In what order should these activities be presented?

Here is a table which can serve as a guideline when you're getting started. You can download the table here. The simplest activities are on the left. The level of difficulty increases as you move to the right.

Progression pratiques

We've arranged the activities by columns. Each column contains activities of the same level of difficulty, so you could start by presenting the activities in the first column to children aged 2½ and then move onto the next column. Needless to say, we urge you to adapt your approach to each individual child: if a child is capable, you should feel free to present to them activities from the next column even if you haven't presented all the activities in the previous column. It is important to always offer to each child an activity which is sufficiently difficult to challenge their executive skills so that they can genuinely exercise these skills. The child will give you indications as to whether the activity is suitable for them or not: if the activity is too simple or too difficult, they will start using the materials for other purposes...

However, we need to be clear about this: initially, you'll often misjudge which is the right activity, and this is completely normal and desirable even. The more you try things out, even at the risk of making a mistake, the sooner you'll learn when it's the right moment to present a particular activity. This trial and error approach will allow you to develop your own expertise. So have a look at this table just to reassure yourself, and then forget it!. Taking the plunge and experimenting is the only true way of understanding which order activities should be presented in.

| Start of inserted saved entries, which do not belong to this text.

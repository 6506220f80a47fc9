//! Conversation history with token accounting
//!
//! Turns alternate User/Assistant. Every Assistant turn owns one
//! [`TurnCost`] entry, so `turn_costs[i]` is the cost of the i-th
//! (User, Assistant) pair and truncation can drop whole pairs.

use std::collections::HashSet;

use serde::{Deserialize, Serialize};
use tracing::{debug, warn};

use crate::llm::{ApiContent, ApiMessage, CacheControl, ContentBlock, Message, ModelClient, Role, Usage};

/// Replaces the oldest surviving user turn after truncation
pub const TRUNCATION_NOTICE: &str = "[Earlier history has been truncated.]";

/// Token cost charged for the truncation notice
pub const TRUNCATION_NOTICE_TOKENS: u64 = 25;

/// Result text for a tool call whose result was lost
pub const MISSING_RESULT: &str = "Tool result unavailable";

/// Rough token estimate: one token per four characters
pub fn estimate_tokens(text: &str) -> u64 {
    (text.chars().count() as u64).div_ceil(4)
}

/// Token cost of one (User, Assistant) pair
#[derive(Debug, Clone, Copy, Default, PartialEq, Eq, Serialize, Deserialize)]
pub struct TurnCost {
    /// New input tokens this pair added to the context
    pub input_tokens: u64,
    pub output_tokens: u64,
}

impl TurnCost {
    pub fn total(&self) -> u64 {
        self.input_tokens + self.output_tokens
    }
}

/// Content accepted by [`MessageHistory::append`]
#[derive(Debug, Clone)]
pub enum TurnContent {
    Text(String),
    Blocks(Vec<ContentBlock>),
}

impl From<&str> for TurnContent {
    fn from(text: &str) -> Self {
        Self::Text(text.to_string())
    }
}

impl From<String> for TurnContent {
    fn from(text: String) -> Self {
        Self::Text(text)
    }
}

impl From<Vec<ContentBlock>> for TurnContent {
    fn from(blocks: Vec<ContentBlock>) -> Self {
        Self::Blocks(blocks)
    }
}

impl TurnContent {
    fn into_blocks(self) -> Vec<ContentBlock> {
        match self {
            Self::Text(text) => vec![ContentBlock::text(text)],
            Self::Blocks(blocks) => blocks,
        }
    }
}

/// Bounded conversation log owned by one agent
#[derive(Debug, Clone)]
pub struct MessageHistory {
    turns: Vec<Message>,
    turn_costs: Vec<TurnCost>,
    total_tokens: u64,
    system_tokens: u64,
    context_window_tokens: u64,
    enable_caching: bool,
}

impl MessageHistory {
    /// Create a history whose initial cost is a heuristic estimate of the
    /// system prompt.
    pub fn new(system_prompt: &str, context_window_tokens: u64, enable_caching: bool) -> Self {
        let system_tokens = estimate_tokens(system_prompt);
        Self {
            turns: Vec::new(),
            turn_costs: Vec::new(),
            total_tokens: system_tokens,
            system_tokens,
            context_window_tokens,
            enable_caching,
        }
    }

    /// Replace the system prompt estimate with the provider's exact count.
    ///
    /// Any failure keeps the heuristic estimate.
    pub async fn calibrate(&mut self, client: &dyn ModelClient, model: &str, system_prompt: &str) {
        match client.count_system_tokens(model, system_prompt).await {
            Ok(count) => self.set_system_tokens(count),
            Err(e) => {
                warn!(error = %e, "Token counting failed, keeping length/4 estimate");
                self.set_system_tokens(estimate_tokens(system_prompt));
            }
        }
    }

    /// Re-estimate the system prompt cost after the prompt changed
    pub fn set_system_prompt(&mut self, system_prompt: &str) {
        self.set_system_tokens(estimate_tokens(system_prompt));
    }

    fn set_system_tokens(&mut self, count: u64) {
        self.total_tokens = self.total_tokens.saturating_sub(self.system_tokens) + count;
        self.system_tokens = count;
    }

    /// Append a turn.
    ///
    /// For Assistant turns with `usage`, the new input is the provider's
    /// reported context size minus what is already accounted for. A
    /// negative delta is clamped to zero. Assistant turns without usage are
    /// charged a heuristic output cost so costs stay aligned with pairs.
    /// A User turn directly after another User turn is merged into it.
    pub fn append(&mut self, role: Role, content: impl Into<TurnContent>, usage: Option<&Usage>) {
        let blocks = content.into().into_blocks();

        if role == Role::Assistant {
            let cost = match usage {
                Some(usage) => {
                    let total_input = usage.total_input();
                    if total_input < self.total_tokens {
                        warn!(
                            reported = total_input,
                            accounted = self.total_tokens,
                            "Provider reported a smaller context than accounted; clamping delta to 0"
                        );
                    }
                    TurnCost {
                        input_tokens: total_input.saturating_sub(self.total_tokens),
                        output_tokens: usage.output_tokens,
                    }
                }
                None => TurnCost {
                    input_tokens: 0,
                    output_tokens: estimate_tokens(&blocks_json(&blocks)),
                },
            };
            self.total_tokens += cost.total();
            self.turn_costs.push(cost);
            debug!(
                input = cost.input_tokens,
                output = cost.output_tokens,
                total = self.total_tokens,
                "Recorded turn cost"
            );
        }

        match self.turns.last_mut() {
            Some(last) if role == Role::User && last.role == Role::User => {
                last.content.extend(blocks);
            }
            _ => self.turns.push(Message::new(role, blocks)),
        }
    }

    /// Drop the oldest pairs until the history fits its budget.
    ///
    /// Returns the number of turns removed.
    pub fn truncate(&mut self) -> usize {
        let mut removed = 0;

        while self.total_tokens > self.context_window_tokens
            && !self.turn_costs.is_empty()
            && self.turns.len() >= 2
        {
            self.turns.drain(..2);
            let cost = self.turn_costs.remove(0);
            self.total_tokens = self.total_tokens.saturating_sub(cost.total());
            removed += 2;

            if !self.turns.is_empty() && !self.turn_costs.is_empty() {
                self.turns[0] = Message::user(TRUNCATION_NOTICE);
                let original = self.turn_costs[0].input_tokens;
                self.turn_costs[0].input_tokens = TRUNCATION_NOTICE_TOKENS;
                self.total_tokens = (self.total_tokens + TRUNCATION_NOTICE_TOKENS).saturating_sub(original);
            }
        }

        if removed > 0 {
            debug!(
                removed,
                remaining = self.turns.len(),
                total = self.total_tokens,
                budget = self.context_window_tokens,
                "Truncated history"
            );
        }
        removed
    }

    /// Turns in the form the provider accepts.
    ///
    /// Empty turns are skipped. Tool calls are always answered by the next
    /// turn: missing results are filled with an error result, a trailing
    /// Assistant turn with unanswered calls is withheld, and results that
    /// answer no call are sent as plain text. With caching enabled the last
    /// block of a trailing User turn carries an ephemeral cache hint.
    pub fn format_for_api(&self) -> Vec<ApiMessage> {
        let mut out: Vec<Message> = Vec::with_capacity(self.turns.len());
        let mut pending: Vec<String> = Vec::new();

        for turn in &self.turns {
            let blocks: Vec<ContentBlock> = turn
                .content
                .iter()
                .filter(|block| !block.is_empty())
                .cloned()
                .collect();
            if blocks.is_empty() {
                continue;
            }

            match turn.role {
                Role::Assistant => {
                    if !pending.is_empty() {
                        out.push(Message::new(Role::User, missing_results(&pending)));
                    }
                    let turn = Message::new(Role::Assistant, blocks);
                    pending = turn.tool_calls().into_iter().map(|call| call.id).collect();
                    out.push(turn);
                }
                Role::User => {
                    let answered: HashSet<&str> = blocks
                        .iter()
                        .filter_map(|block| match block {
                            ContentBlock::ToolResult { tool_use_id, .. } => Some(tool_use_id.as_str()),
                            _ => None,
                        })
                        .collect();
                    let unanswered: Vec<String> = pending
                        .iter()
                        .filter(|id| !answered.contains(id.as_str()))
                        .cloned()
                        .collect();

                    let mut content = missing_results(&unanswered);
                    content.extend(blocks.into_iter().map(|block| match block {
                        ContentBlock::ToolResult { tool_use_id, content, is_error }
                            if !pending.contains(&tool_use_id) =>
                        {
                            let label = if is_error { "Tool error" } else { "Tool result" };
                            ContentBlock::text(format!("{} ({}): {}", label, tool_use_id, content))
                        }
                        other => other,
                    }));
                    pending.clear();

                    match out.last_mut() {
                        Some(last) if last.role == Role::User => last.content.extend(content),
                        _ => out.push(Message::new(Role::User, content)),
                    }
                }
            }
        }

        if !pending.is_empty() {
            out.pop();
        }

        // One breakpoint on the final block caches the whole prefix; the
        // provider rejects requests with more than four.
        let last_index = out.len().checked_sub(1);
        out.into_iter()
            .enumerate()
            .map(|(i, turn)| {
                let cache_last = self.enable_caching && Some(i) == last_index && turn.role == Role::User;
                let block_count = turn.content.len();
                ApiMessage {
                    role: turn.role,
                    content: turn
                        .content
                        .into_iter()
                        .enumerate()
                        .map(|(j, block)| ApiContent {
                            block,
                            cache_control: (cache_last && j + 1 == block_count).then(CacheControl::ephemeral),
                        })
                        .collect(),
                }
            })
            .collect()
    }

    /// Forget all turns; the system prompt cost is kept.
    pub fn clear(&mut self) {
        self.turns.clear();
        self.turn_costs.clear();
        self.total_tokens = self.system_tokens;
    }

    /// Replace the turns with restored ones.
    ///
    /// `total_tokens` is taken verbatim; pair costs are re-estimated from
    /// the serialized size of each turn.
    pub fn restore(&mut self, turns: Vec<Message>, total_tokens: u64) {
        self.turn_costs = turns
            .chunks(2)
            .filter(|pair| pair.len() == 2)
            .map(|pair| TurnCost {
                input_tokens: estimate_tokens(&message_json(&pair[0])),
                output_tokens: estimate_tokens(&message_json(&pair[1])),
            })
            .collect();
        self.turns = turns;
        self.total_tokens = total_tokens;
    }

    /// Remove the most recent user input and everything after it.
    ///
    /// Returns the removed input text. Tool results merged into the same
    /// turn are kept so earlier tool calls stay answered.
    pub fn pop_last_exchange(&mut self) -> Option<String> {
        let index = self.turns.iter().rposition(|turn| {
            turn.role == Role::User && turn.content.iter().any(|block| block.as_text().is_some())
        })?;

        let removed_costs = self.turns[index + 1..]
            .iter()
            .filter(|turn| turn.role == Role::Assistant)
            .count();
        for _ in 0..removed_costs.min(self.turn_costs.len()) {
            if let Some(cost) = self.turn_costs.pop() {
                self.total_tokens = self.total_tokens.saturating_sub(cost.total());
            }
        }
        self.turns.truncate(index + 1);

        let turn = self.turns.pop()?;
        let (texts, kept): (Vec<_>, Vec<_>) = turn
            .content
            .into_iter()
            .partition(|block| block.as_text().is_some());
        if !kept.is_empty() {
            self.turns.push(Message::new(Role::User, kept));
        }

        Some(crate::llm::text_of(&texts))
    }

    /// All turns, oldest first
    pub fn messages(&self) -> &[Message] {
        &self.turns
    }

    pub fn len(&self) -> usize {
        self.turns.len()
    }

    pub fn is_empty(&self) -> bool {
        self.turns.is_empty()
    }

    /// Tokens currently accounted to the context
    pub fn total_tokens(&self) -> u64 {
        self.total_tokens
    }

    /// Tokens charged for the system prompt
    pub fn system_tokens(&self) -> u64 {
        self.system_tokens
    }

    /// Per-pair costs, oldest first
    pub fn turn_costs(&self) -> &[TurnCost] {
        &self.turn_costs
    }

    pub fn context_window_tokens(&self) -> u64 {
        self.context_window_tokens
    }

    pub fn set_context_window_tokens(&mut self, tokens: u64) {
        self.context_window_tokens = tokens;
    }

    pub fn caching_enabled(&self) -> bool {
        self.enable_caching
    }

    /// Text of the most recent user input, if any
    pub fn last_user_text(&self) -> Option<String> {
        self.turns
            .iter()
            .rev()
            .filter(|turn| turn.role == Role::User)
            .map(Message::text_content)
            .find(|text| !text.is_empty())
    }
}

fn missing_results(ids: &[String]) -> Vec<ContentBlock> {
    ids.iter()
        .map(|id| ContentBlock::tool_result(id.clone(), MISSING_RESULT, true))
        .collect()
}

fn blocks_json(blocks: &[ContentBlock]) -> String {
    serde_json::to_string(blocks).unwrap_or_default()
}

fn message_json(message: &Message) -> String {
    serde_json::to_string(message).unwrap_or_default()
}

Bear just two things in mind.

The complex activities such as cleaning a table, washing laundry, looking after a plant, cleaning a mirror, pouring from a teapot, etc., require a command of several simple physical motions like pouring, folding, opening and closing clothes pegs, bottles or boxes, cutting up, squeezing a sponge, etc. Before presenting to the children complex activities which call on several of these motions at the same time, it is therefore important to work first on activities which isolate these simple motions and give the children the chance to practise them.

You can also provide a progressive framework for practising some of these simple motions. For example, we had three trays for the action of 'pouring' which contained activities of increasing difficulty: pouring with grains, pouring with sand, pouring with water and finally pouring from a teapot.

Enjoy your explorations!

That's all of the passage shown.